* [TASK] Retype the records exactly, with nothing added or dropped.

* [DATASET CONTENT]
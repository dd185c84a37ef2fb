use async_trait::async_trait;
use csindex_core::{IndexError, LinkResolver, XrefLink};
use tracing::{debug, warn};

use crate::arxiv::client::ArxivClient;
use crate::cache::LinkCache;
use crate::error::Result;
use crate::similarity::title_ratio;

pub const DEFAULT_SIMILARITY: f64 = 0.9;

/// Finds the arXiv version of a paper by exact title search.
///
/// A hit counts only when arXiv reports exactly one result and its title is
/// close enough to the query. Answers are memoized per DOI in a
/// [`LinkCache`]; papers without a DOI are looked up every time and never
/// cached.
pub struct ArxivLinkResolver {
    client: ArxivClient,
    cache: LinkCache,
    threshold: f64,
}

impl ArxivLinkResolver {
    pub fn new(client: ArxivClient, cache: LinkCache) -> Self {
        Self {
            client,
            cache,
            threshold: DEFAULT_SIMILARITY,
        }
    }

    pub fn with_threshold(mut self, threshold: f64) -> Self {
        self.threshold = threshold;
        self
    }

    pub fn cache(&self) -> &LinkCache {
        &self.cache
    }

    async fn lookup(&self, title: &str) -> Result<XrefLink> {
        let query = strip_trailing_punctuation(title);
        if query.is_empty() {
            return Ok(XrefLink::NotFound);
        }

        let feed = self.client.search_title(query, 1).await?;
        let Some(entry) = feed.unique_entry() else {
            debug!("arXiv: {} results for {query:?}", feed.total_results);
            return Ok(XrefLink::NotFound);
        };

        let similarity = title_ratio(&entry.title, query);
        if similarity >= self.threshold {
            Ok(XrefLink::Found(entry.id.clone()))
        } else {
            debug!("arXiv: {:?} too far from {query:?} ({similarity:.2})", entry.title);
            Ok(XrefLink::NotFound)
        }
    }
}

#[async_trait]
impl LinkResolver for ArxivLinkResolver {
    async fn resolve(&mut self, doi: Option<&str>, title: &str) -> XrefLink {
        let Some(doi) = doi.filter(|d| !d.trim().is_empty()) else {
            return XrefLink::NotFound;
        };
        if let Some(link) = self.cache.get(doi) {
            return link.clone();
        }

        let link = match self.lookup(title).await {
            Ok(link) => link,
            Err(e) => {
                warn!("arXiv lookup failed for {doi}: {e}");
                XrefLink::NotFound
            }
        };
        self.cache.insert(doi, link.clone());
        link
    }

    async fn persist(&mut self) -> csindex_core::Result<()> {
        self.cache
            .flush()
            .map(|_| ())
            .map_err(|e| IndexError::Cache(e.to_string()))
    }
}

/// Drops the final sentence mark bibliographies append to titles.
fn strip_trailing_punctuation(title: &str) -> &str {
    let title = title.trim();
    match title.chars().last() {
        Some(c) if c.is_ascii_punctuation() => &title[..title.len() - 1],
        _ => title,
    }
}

* [RESPONSE TO THE TASK]
repository dd185c84a37ef2fb
use async_trait::async_trait;
use csindex_core::{IndexError, LinkResolver, XrefLink};
use tracing::{debug, warn};

use crate::arxiv::client::ArxivClient;
use crate::cache::LinkCache;
use crate::error::Result;
use crate::similarity::title_ratio;

pub const DEFAULT_SIMILARITY: f64 = 0.9;

/// Finds the arXiv version of a paper by exact title search.
///
/// A hit counts only when arXiv reports exactly one result and its title is
/// close enough to the query. Answers are memoized per DOI in a
/// [`LinkCache`]; papers without a DOI are looked up every time and never
/// cached.
pub struct ArxivLinkResolver {
    client: ArxivClient,
    cache: LinkCache,
    threshold: f64,
}

impl ArxivLinkResolver {
    pub fn new(client: ArxivClient, cache: LinkCache) -> Self {
        Self {
            client,
            cache,
            threshold: DEFAULT_SIMILARITY,
        }
    }

    pub fn with_threshold(mut self, threshold: f64) -> Self {
        self.threshold = threshold;
        self
    }

    pub fn cache(&self) -> &LinkCache {
        &self.cache
    }

    async fn lookup(&self, title: &str) -> Result<XrefLink> {
        let query = strip_trailing_punctuation(title);
        if query.is_empty() {
            return Ok(XrefLink::NotFound);
        }

        let feed = self.client.search_title(query, 1).await?;
        let Some(entry) = feed.unique_entry() else {
            debug!("arXiv: {} results for {query:?}", feed.total_results);
            return Ok(XrefLink::NotFound);
        };

        let similarity = title_ratio(&entry.title, query);
        if similarity >= self.threshold {
            Ok(XrefLink::Found(entry.id.clone()))
        } else {
            debug!("arXiv: {:?} too far from {query:?} ({similarity:.2})", entry.title);
            Ok(XrefLink::NotFound)
        }
    }
}

#[async_trait]
impl LinkResolver for ArxivLinkResolver {
    async fn resolve(&mut self, doi: Option<&str>, title: &str) -> XrefLink {
        let Some(doi) = doi.filter(|d| !d.trim().is_empty()) else {
            return XrefLink::NotFound;
        };
        if let Some(link) = self.cache.get(doi) {
            return link.clone();
        }

        let link = match self.lookup(title).await {
            Ok(link) => link,
            Err(e) => {
                warn!("arXiv lookup failed for {doi}: {e}");
                XrefLink::NotFound
            }
        };
        self.cache.insert(doi, link.clone());
        link
    }

    async fn persist(&mut self) -> csindex_core::Result<()> {
        self.cache
            .flush()
            .map(|_| ())
            .map_err(|e| IndexError::Cache(e.to_string()))
    }
}

/// Drops the final sentence mark bibliographies append to titles.
fn strip_trailing_punctuation(title: &str) -> &str {
    let title = title.trim();
    match title.chars().last() {
        Some(c) if c.is_ascii_punctuation() => &title[..title.len() - 1],
        _ => title,
    }
}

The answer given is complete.